Kenny was born in 1966 in Los Angeles, California, but moved to Miami, Florida shortly after where he lived until graduating high school. There he developed an affinity to warm salty water, the people that relied on its resources, and the creatures that lived beneath the surface. He received his B.A. in literature in 1989 from the University of California at Santa Barbara’s College of Creative Studies. He then worked as a professional diver for scientific and film projects around the world. These experiences observing the range of human-environment interactions led him back to school at the University of Miami (UM) where he received an M.A. in Marine Affairs and Policy. His mentor, Dr. Sarah Meltzoff, a Columbia Anthropology graduate, introduced him to Professor Comitas. Professor Comitas convinced him that anthropology was the way to combine his interests.
Kenny’s first ethnographic experience was led by Dr. Melanie Dreher, studying the social impacts of the proliferation of crack cocaine on an urban shantytown in Jamaica. For his PhD under Prof. Comitas’s supervision, Broad studied the climate impacts on fisheries in Peru and Chile, graduating in 1999. Broad subsequently published many papers on the use and misuse of climate information in different parts of the world in high impact journals, including Nature, Science, and Climatic Change. He also served on NOAA’s Climate and Global Change Advisory Board for several years. He collaborated closely with CIFAS’s Dr. Renzo Taddei on multiple projects in Brazil as well.
Broad was a post doc, then research scientist at Columbia until 2001, when he took a faculty position at the University of Miami. Kenny has remained active in cave exploration and was recently featured in the October 2023 special issue on Space in the National Geographic Magazine; and along with the late Wes Skiles, received the Rolex National Geographic Explorer of the Year award in 2011.
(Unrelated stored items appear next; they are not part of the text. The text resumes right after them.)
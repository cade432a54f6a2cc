//! Fixed-rate monotonic clock.

/// Steps time forward by exactly one tick per `advance`.
///
/// Milliseconds are derived from the tick count so rounding never drifts.
#[derive(Debug, Clone)]
pub struct FixedClock {
    tick_rate: u32,
    ticks: u64,
}

impl FixedClock {
    pub fn new(tick_rate: u32) -> Self {
        Self {
            tick_rate: tick_rate.max(1),
            ticks: 0,
        }
    }

    pub fn advance(&mut self) {
        self.ticks += 1;
    }

    pub fn now_ms(&self) -> u64 {
        self.ticks * 1000 / u64::from(self.tick_rate)
    }
}
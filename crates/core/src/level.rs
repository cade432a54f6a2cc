//! Procedural level layout.
//!
//! Every level is a square room:
//! - A floor plane (no volume)
//! - Four boundary walls at `±room_size`
//! - `base_interior_walls + level / 2` randomly placed 4-unit maze walls
//! - Exactly one door set into a random boundary wall
//!
//! A layout is regenerated wholesale on every level change. Collider IDs are
//! never reused, so nothing from a previous layout can be looked up again.

use std::collections::{HashSet, VecDeque};
use std::f32::consts::{FRAC_PI_2, PI};

use glam::Vec3;
use serde::{Deserialize, Serialize};
use tracing::{debug, info, warn};

use crate::collision::{is_blocked, Collider, ColliderId, ColliderKind};
use crate::config::SimulationConfig;
use crate::random::SeededRandom;

/// Interior wall footprint before rotation: 4 long, 1 thick.
const MAZE_WALL_LENGTH: f32 = 4.0;
const MAZE_WALL_THICKNESS: f32 = 1.0;

/// Door box: 2 wide, 3 tall, 0.5 deep, inset half a unit from its wall.
const DOOR_HALF_EXTENTS: Vec3 = Vec3::new(1.0, 1.5, 0.25);
const DOOR_INSET: f32 = 0.5;
/// The reachability target sits this far in front of the door.
const DOOR_APPROACH: f32 = 2.0;

/// Attempts to place a single maze wall outside the spawn clearance.
const WALL_PLACEMENT_ATTEMPTS: u32 = 32;

/// Number of enemies on `level`.
pub fn enemy_count(level: u32, config: &SimulationConfig) -> usize {
    config.base_enemy_count + level.saturating_sub(1) as usize * config.enemies_per_level
}

/// Enemy walking speed on `level`.
pub fn enemy_speed(level: u32, config: &SimulationConfig) -> f32 {
    config.base_enemy_speed + level.saturating_sub(1) as f32 * config.enemy_speed_per_level
}

/// Number of interior maze walls on `level`.
pub fn interior_wall_count(level: u32, config: &SimulationConfig) -> usize {
    config.base_interior_walls + (level / 2) as usize
}

#[derive(Debug, Clone, Copy, PartialEq, Eq, Serialize, Deserialize)]
pub enum Side {
    North,
    South,
    East,
    West,
}

impl Side {
    const ALL: [Side; 4] = [Side::North, Side::South, Side::East, Side::West];

    /// Unit vector pointing from this wall into the room.
    pub fn inward(self) -> Vec3 {
        match self {
            Side::North => Vec3::Z,
            Side::South => Vec3::NEG_Z,
            Side::East => Vec3::NEG_X,
            Side::West => Vec3::X,
        }
    }

    fn door_yaw(self) -> f32 {
        match self {
            Side::North => 0.0,
            Side::South => PI,
            Side::East => -FRAC_PI_2,
            Side::West => FRAC_PI_2,
        }
    }
}

/// A generated level.
#[derive(Debug, Clone, PartialEq, Serialize, Deserialize)]
pub struct LevelLayout {
    pub level: u32,
    pub colliders: Vec<Collider>,
    pub door_side: Side,
    pub interior_walls: usize,
    /// Whether the door was reachable from the spawn point.
    pub reachable: bool,
}

impl LevelLayout {
    pub fn door(&self) -> Option<&Collider> {
        self.colliders.iter().find(|c| c.is_door())
    }

    /// Point two units in front of the door, on the room side.
    pub fn door_approach(&self) -> Option<Vec3> {
        self.door()
            .map(|d| d.center + self.door_side.inward() * DOOR_APPROACH)
    }

    pub fn walls(&self) -> impl Iterator<Item = &Collider> {
        self.colliders.iter().filter(|c| c.kind == ColliderKind::Wall)
    }

    pub fn contains(&self, id: ColliderId) -> bool {
        self.colliders.iter().any(|c| c.id == id)
    }
}

/// Builds level layouts and owns the collider ID counter.
#[derive(Debug, Clone)]
pub struct LevelGenerator {
    next_id: u32,
}

impl LevelGenerator {
    pub fn new() -> Self {
        Self { next_id: 1 }
    }

    fn next_id(&mut self) -> ColliderId {
        let id = ColliderId(self.next_id);
        self.next_id += 1;
        id
    }

    /// Generate the layout for `level`.
    ///
    /// Interior walls are re-rolled when they cut the spawn point off from
    /// the door; after `layout_retries` re-rolls the last layout is kept.
    pub fn generate(&mut self, level: u32, rng: &mut SeededRandom, config: &SimulationConfig) -> LevelLayout {
        let mut fixed = vec![Collider::floor(self.next_id(), config.room_size)];
        fixed.extend(self.boundary_walls(config));

        let side = Side::ALL[rng.index(Side::ALL.len())];
        fixed.push(self.door(side, rng, config));

        let wall_count = interior_wall_count(level, config);
        let mut attempt = 0;
        let layout = loop {
            let mut colliders = fixed.clone();
            colliders.extend(self.interior_walls(wall_count, rng, config));

            let mut layout = LevelLayout {
                level,
                interior_walls: colliders.len() - fixed.len(),
                colliders,
                door_side: side,
                reachable: false,
            };
            layout.reachable = layout
                .door_approach()
                .is_some_and(|target| door_reachable(&layout.colliders, target, config));
            if layout.reachable || attempt >= config.layout_retries {
                break layout;
            }
            attempt += 1;
            debug!(level, attempt, "door unreachable, re-rolling maze walls");
        };

        if !layout.reachable {
            warn!(level, retries = config.layout_retries, "accepting layout with unreachable door");
        }
        info!(level, walls = layout.interior_walls, door = ?side, "level generated");
        layout
    }

    fn boundary_walls(&mut self, config: &SimulationConfig) -> Vec<Collider> {
        let room = config.room_size;
        let y = config.wall_height * 0.5;
        let along_x = Vec3::new(room, y, 0.5);
        let along_z = Vec3::new(0.5, y, room);

        [
            (Vec3::new(0.0, y, -room), along_x),
            (Vec3::new(0.0, y, room), along_x),
            (Vec3::new(room, y, 0.0), along_z),
            (Vec3::new(-room, y, 0.0), along_z),
        ]
        .into_iter()
        .map(|(center, half)| Collider::new(self.next_id(), ColliderKind::Wall, center, half, 0.0))
        .collect()
    }

    fn door(&mut self, side: Side, rng: &mut SeededRandom, config: &SimulationConfig) -> Collider {
        let room = config.room_size;
        let offset = rng.next() * room - room * 0.5;
        let edge = room - DOOR_INSET;
        let y = DOOR_HALF_EXTENTS.y;

        let center = match side {
            Side::North => Vec3::new(offset, y, -edge),
            Side::South => Vec3::new(offset, y, edge),
            Side::East => Vec3::new(edge, y, offset),
            Side::West => Vec3::new(-edge, y, offset),
        };
        Collider::new(self.next_id(), ColliderKind::Door, center, DOOR_HALF_EXTENTS, side.door_yaw())
    }

    fn interior_walls(&mut self, count: usize, rng: &mut SeededRandom, config: &SimulationConfig) -> Vec<Collider> {
        let extent = config.spawn_extent() * 2.0;
        let clearance = config.spawn_clearance;
        let spawn = Vec3::new(0.0, config.player_height, 0.0);
        let half = Vec3::new(
            MAZE_WALL_LENGTH * 0.5,
            config.wall_height * 0.5,
            MAZE_WALL_THICKNESS * 0.5,
        );

        let mut walls = Vec::with_capacity(count);
        for _ in 0..count {
            let placed = (0..WALL_PLACEMENT_ATTEMPTS).find_map(|_| {
                let x = rng.centered(extent);
                let z = rng.centered(extent);
                let yaw = rng.range(0.0, PI);
                if x.abs() <= clearance && z.abs() <= clearance {
                    return None;
                }
                let center = Vec3::new(x, half.y, z);
                let wall = Collider::new(ColliderId(0), ColliderKind::Wall, center, half, yaw);
                (!is_blocked(spawn, std::slice::from_ref(&wall), config.player_radius)).then_some(wall)
            });

            if let Some(mut wall) = placed {
                wall.id = self.next_id();
                walls.push(wall);
            }
        }
        walls
    }
}

impl Default for LevelGenerator {
    fn default() -> Self {
        Self::new()
    }
}

/// Flood fill over a one-unit grid from the room centre to the cell nearest
/// `target`. A cell is open when the player fits there.
pub fn door_reachable(colliders: &[Collider], target: Vec3, config: &SimulationConfig) -> bool {
    let bound = config.actor_bound().floor() as i32;
    let open = |(x, z): (i32, i32)| {
        x.abs() <= bound
            && z.abs() <= bound
            && !is_blocked(
                Vec3::new(x as f32, config.player_height, z as f32),
                colliders,
                config.player_radius,
            )
    };

    let start = (0, 0);
    let goal = (target.x.round() as i32, target.z.round() as i32);
    if !open(start) || !open(goal) {
        return false;
    }

    let mut seen = HashSet::from([start]);
    let mut queue = VecDeque::from([start]);
    while let Some((x, z)) = queue.pop_front() {
        if (x, z) == goal {
            return true;
        }
        for next in [(x + 1, z), (x - 1, z), (x, z + 1), (x, z - 1)] {
            if !seen.contains(&next) && open(next) {
                seen.insert(next);
                queue.push_back(next);
            }
        }
    }
    false
}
Kenny is a licensed US Coast Guard Captain, a commercial helicopter pilot, and holds multiple diving ratings. He currently is Director of UM’s Abess Center for Ecosystem Science and Policy. He is also Co-Director of the Center for Research on Environmental Decisions at Columbia University. Broad was a National Geographic 2006 Emerging Explorer and was elected a Fellow National of the Explorers Club in 2009.